Saved data entries
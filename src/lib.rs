//! Sentence Repeater
//!
//! Repeats a sentence a requested number of times as numbered lines, with
//! character and line statistics. The core is a pure validation-and-
//! generation routine; an axum HTTP API and a clap CLI sit on top of it.

pub mod api;
pub mod cli;
pub mod config;
pub mod domain;
pub mod infrastructure;

pub use config::AppConfig;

Exercise objective —
From the line containing "character and line" through the last line of the records above, reproduce every line exactly.

Response box —
//! character and line statistics. The core is a pure validation-and-
//! generation routine; an axum HTTP API and a clap CLI sit on top of it.

pub mod api;
pub mod cli;
pub mod config;
pub mod domain;
pub mod infrastructure;

pub use config::AppConfig;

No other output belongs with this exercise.